* [Problem to solve] All lines holding the string "PartialEq" should be copied from the data below.

(Stored items)
========================================

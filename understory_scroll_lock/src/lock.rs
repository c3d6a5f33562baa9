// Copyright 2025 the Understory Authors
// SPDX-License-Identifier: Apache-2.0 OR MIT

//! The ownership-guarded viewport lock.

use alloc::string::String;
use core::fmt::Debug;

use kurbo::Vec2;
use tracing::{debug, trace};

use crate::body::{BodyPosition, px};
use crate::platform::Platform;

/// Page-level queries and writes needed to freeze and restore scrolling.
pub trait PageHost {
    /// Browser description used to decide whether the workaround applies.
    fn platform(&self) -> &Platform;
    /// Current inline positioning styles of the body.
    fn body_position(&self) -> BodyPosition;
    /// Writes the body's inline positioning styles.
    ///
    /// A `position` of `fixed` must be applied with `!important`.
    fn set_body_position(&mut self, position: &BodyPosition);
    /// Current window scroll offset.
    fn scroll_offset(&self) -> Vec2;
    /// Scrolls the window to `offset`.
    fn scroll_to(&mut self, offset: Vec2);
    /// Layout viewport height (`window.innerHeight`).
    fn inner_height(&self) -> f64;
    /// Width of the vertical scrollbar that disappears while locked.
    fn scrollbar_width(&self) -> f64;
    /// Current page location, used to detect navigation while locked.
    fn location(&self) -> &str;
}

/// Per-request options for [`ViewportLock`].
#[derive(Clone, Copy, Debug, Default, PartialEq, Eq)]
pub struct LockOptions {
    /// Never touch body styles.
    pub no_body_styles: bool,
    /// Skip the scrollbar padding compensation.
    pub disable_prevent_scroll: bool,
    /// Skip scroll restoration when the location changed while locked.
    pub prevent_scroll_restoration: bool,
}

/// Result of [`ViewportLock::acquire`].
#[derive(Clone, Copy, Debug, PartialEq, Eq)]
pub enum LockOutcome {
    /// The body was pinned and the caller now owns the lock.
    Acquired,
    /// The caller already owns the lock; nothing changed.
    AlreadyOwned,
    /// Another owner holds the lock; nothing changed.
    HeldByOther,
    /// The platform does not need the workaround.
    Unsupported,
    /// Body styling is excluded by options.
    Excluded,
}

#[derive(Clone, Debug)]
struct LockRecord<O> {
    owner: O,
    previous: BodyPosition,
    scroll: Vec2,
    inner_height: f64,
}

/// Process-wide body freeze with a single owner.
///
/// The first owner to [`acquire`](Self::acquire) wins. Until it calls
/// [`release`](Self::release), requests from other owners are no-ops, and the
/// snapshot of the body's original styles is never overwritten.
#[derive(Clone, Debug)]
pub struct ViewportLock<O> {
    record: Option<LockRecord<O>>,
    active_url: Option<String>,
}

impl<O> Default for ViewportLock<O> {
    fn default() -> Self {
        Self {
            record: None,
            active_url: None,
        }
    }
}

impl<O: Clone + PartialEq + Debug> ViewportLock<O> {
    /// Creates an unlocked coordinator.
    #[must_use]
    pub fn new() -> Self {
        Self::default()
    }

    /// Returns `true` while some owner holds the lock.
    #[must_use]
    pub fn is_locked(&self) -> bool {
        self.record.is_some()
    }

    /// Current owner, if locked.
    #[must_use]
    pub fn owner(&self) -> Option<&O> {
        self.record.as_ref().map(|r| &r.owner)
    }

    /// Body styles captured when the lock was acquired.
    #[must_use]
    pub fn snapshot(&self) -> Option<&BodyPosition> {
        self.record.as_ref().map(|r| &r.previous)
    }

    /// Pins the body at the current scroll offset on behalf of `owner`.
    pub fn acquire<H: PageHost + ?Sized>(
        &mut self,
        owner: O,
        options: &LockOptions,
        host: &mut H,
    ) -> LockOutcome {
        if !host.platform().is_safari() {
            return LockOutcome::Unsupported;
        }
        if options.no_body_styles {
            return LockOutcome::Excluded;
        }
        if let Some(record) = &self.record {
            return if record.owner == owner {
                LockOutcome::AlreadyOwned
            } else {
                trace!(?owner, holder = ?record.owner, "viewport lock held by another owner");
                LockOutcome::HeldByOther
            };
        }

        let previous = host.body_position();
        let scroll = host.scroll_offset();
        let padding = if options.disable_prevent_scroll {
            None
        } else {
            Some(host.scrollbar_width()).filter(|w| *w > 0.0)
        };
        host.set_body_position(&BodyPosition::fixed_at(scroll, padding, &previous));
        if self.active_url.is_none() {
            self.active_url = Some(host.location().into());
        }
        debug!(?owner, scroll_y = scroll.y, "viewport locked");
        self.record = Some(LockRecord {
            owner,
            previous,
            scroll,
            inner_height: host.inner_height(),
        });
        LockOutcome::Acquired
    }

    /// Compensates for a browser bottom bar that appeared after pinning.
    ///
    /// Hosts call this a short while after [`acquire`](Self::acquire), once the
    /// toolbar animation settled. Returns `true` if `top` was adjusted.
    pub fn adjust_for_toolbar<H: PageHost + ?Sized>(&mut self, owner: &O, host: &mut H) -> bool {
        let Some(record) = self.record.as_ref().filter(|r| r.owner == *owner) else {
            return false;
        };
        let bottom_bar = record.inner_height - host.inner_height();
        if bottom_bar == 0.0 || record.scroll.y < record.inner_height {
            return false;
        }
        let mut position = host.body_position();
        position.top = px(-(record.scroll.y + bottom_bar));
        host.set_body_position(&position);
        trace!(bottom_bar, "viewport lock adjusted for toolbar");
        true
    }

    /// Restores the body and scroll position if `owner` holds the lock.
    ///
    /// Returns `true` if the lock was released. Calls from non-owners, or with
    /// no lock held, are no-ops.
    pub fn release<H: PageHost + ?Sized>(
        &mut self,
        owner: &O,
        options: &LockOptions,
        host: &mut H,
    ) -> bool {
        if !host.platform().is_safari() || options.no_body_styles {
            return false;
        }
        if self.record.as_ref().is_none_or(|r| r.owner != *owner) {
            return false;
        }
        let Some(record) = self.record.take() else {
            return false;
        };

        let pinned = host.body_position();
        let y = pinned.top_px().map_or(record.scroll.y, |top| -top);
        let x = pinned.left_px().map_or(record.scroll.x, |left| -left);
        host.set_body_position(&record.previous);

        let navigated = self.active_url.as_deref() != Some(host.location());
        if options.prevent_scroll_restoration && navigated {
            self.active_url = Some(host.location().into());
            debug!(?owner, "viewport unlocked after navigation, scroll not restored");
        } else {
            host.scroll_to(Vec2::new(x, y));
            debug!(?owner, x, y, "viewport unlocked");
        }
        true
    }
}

========================================

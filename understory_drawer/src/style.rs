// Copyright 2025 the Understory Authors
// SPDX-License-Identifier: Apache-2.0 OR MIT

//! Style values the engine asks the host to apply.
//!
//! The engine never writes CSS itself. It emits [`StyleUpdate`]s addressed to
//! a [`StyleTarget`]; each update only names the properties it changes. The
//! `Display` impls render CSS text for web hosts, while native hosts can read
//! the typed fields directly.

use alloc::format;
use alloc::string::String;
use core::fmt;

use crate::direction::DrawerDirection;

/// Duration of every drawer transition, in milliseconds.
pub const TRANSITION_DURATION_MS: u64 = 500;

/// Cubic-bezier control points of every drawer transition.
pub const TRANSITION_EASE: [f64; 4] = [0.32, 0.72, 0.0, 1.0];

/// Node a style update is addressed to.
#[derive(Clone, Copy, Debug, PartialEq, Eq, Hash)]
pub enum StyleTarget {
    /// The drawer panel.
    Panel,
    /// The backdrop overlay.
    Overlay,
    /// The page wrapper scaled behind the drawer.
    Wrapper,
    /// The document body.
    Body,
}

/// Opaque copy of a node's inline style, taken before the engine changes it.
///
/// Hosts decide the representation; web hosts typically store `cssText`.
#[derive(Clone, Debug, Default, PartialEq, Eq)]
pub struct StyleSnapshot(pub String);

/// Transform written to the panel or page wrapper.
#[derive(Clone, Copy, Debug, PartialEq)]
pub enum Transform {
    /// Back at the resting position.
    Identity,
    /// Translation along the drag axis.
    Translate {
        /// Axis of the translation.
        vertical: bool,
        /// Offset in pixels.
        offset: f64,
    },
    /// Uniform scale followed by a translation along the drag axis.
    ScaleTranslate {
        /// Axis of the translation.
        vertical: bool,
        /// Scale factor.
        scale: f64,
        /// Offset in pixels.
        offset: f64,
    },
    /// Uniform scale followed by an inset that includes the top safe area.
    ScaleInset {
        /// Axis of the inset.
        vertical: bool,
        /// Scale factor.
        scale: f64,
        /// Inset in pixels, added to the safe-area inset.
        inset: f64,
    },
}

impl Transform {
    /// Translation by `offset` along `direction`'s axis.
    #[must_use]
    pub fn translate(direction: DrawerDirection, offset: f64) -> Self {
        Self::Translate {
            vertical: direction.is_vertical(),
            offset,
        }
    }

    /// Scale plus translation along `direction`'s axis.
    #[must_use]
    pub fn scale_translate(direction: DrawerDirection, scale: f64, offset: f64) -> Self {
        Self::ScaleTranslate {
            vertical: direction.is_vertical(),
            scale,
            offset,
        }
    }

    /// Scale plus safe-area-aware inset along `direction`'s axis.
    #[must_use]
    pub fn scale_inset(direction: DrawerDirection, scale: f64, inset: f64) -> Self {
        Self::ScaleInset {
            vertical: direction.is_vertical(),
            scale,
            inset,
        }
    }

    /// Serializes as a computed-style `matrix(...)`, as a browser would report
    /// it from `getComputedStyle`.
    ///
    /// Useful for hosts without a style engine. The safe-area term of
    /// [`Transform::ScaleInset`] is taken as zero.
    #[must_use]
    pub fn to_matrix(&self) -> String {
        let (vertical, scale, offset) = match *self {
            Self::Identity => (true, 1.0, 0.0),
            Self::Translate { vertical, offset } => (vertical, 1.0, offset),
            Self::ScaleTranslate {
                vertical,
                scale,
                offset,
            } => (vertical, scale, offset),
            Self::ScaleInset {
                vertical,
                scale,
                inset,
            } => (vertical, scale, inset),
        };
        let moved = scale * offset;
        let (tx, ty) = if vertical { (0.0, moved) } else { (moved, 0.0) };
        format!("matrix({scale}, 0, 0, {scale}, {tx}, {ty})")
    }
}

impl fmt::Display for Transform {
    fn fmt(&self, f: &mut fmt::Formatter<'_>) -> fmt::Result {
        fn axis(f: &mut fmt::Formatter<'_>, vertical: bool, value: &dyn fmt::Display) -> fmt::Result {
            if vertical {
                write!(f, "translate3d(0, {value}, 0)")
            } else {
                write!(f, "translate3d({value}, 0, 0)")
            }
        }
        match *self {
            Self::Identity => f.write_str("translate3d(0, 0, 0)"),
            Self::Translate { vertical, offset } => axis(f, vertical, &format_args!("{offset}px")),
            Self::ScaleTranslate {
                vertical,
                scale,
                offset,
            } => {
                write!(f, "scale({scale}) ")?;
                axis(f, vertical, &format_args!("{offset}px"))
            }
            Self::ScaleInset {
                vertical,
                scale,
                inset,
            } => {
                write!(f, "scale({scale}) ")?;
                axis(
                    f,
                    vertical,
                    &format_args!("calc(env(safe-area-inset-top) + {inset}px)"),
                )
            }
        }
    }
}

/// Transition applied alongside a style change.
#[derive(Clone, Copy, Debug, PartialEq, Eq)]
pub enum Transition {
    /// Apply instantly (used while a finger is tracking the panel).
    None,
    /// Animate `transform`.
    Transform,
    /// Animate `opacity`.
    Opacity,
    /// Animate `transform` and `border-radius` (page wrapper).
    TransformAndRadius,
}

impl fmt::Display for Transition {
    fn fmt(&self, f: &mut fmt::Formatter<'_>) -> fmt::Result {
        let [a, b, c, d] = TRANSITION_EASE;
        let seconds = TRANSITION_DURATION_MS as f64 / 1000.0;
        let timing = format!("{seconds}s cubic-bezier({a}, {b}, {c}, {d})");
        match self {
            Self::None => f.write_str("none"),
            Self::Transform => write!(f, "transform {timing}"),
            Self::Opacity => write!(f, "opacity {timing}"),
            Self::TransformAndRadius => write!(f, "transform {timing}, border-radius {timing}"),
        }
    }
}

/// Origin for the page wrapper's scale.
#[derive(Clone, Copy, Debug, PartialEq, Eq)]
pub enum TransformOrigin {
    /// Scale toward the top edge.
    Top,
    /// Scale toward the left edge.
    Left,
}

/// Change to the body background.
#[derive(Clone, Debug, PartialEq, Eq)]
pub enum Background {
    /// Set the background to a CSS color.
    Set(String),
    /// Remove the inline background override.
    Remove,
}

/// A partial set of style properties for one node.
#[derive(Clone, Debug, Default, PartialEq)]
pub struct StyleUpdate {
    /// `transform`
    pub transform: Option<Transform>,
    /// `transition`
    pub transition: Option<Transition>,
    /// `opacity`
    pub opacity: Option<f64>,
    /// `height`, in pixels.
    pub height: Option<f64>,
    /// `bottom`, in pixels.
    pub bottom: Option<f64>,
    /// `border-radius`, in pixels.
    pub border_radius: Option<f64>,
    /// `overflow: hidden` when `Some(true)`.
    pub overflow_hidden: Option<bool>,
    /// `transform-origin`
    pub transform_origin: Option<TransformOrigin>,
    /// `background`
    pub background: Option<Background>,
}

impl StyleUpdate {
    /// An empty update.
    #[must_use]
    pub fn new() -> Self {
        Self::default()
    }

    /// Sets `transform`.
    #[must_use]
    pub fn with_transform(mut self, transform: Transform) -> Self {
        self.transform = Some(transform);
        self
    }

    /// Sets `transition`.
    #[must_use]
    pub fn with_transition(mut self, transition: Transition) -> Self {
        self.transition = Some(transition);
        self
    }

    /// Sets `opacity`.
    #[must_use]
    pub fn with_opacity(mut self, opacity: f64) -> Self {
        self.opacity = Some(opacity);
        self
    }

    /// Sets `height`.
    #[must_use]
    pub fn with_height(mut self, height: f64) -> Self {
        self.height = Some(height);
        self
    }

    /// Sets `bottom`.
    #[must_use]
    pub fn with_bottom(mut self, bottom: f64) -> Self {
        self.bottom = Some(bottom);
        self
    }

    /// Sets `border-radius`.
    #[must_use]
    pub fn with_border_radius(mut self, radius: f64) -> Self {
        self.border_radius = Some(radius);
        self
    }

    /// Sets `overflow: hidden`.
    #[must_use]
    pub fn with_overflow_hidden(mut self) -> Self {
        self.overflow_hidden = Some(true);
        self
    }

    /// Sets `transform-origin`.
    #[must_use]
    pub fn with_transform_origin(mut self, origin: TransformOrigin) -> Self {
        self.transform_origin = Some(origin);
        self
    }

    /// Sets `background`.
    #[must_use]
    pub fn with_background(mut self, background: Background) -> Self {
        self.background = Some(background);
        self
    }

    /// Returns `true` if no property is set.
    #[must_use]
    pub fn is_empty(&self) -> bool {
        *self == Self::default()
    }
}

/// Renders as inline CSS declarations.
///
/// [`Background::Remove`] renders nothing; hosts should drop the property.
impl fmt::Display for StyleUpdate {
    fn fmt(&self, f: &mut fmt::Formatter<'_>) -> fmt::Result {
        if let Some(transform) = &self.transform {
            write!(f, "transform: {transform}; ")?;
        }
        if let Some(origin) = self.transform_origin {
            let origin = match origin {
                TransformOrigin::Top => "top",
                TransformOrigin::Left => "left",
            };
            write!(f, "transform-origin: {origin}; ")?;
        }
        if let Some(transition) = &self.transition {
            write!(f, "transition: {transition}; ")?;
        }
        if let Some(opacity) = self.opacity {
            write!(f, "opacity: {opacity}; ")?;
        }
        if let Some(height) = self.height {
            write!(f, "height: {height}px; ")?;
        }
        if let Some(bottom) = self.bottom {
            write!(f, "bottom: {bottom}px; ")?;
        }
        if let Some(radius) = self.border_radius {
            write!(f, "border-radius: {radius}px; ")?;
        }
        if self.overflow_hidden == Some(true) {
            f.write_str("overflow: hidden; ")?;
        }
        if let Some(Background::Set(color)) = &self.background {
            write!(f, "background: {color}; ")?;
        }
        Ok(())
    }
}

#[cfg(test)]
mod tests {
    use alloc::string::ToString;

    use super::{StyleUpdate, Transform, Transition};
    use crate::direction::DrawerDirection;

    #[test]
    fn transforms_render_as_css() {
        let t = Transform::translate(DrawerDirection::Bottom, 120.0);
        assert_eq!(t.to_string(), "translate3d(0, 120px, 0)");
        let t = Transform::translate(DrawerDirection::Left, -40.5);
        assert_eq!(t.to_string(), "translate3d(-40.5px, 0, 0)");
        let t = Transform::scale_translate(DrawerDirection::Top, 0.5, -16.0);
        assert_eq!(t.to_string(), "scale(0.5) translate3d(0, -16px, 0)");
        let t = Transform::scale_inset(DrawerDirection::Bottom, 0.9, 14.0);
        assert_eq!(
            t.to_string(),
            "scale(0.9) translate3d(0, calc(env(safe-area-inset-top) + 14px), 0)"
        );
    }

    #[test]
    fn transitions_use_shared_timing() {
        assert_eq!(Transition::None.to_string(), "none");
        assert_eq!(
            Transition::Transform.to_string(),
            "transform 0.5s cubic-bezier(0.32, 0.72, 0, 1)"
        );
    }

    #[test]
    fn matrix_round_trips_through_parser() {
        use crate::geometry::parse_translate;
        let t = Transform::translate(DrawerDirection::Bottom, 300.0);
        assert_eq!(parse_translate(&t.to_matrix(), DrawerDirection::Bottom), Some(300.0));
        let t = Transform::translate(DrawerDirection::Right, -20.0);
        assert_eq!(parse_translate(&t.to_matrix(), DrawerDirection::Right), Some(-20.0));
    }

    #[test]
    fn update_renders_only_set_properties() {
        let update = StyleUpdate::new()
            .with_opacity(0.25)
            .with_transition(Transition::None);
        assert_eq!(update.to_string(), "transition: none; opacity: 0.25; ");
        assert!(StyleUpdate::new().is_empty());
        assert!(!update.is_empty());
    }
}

========================================

* [Answer to this exercise]
#[derive(Clone, Copy, Debug, Default, PartialEq, Eq)]
#[derive(Clone, Copy, Debug, PartialEq, Eq)]
impl<O: Clone + PartialEq + Debug> ViewportLock<O> {
#[derive(Clone, Copy, Debug, PartialEq, Eq, Hash)]
#[derive(Clone, Debug, Default, PartialEq, Eq)]
#[derive(Clone, Copy, Debug, PartialEq)]
#[derive(Clone, Copy, Debug, PartialEq, Eq)]
#[derive(Clone, Copy, Debug, PartialEq, Eq)]
#[derive(Clone, Debug, PartialEq, Eq)]
#[derive(Clone, Debug, Default, PartialEq)]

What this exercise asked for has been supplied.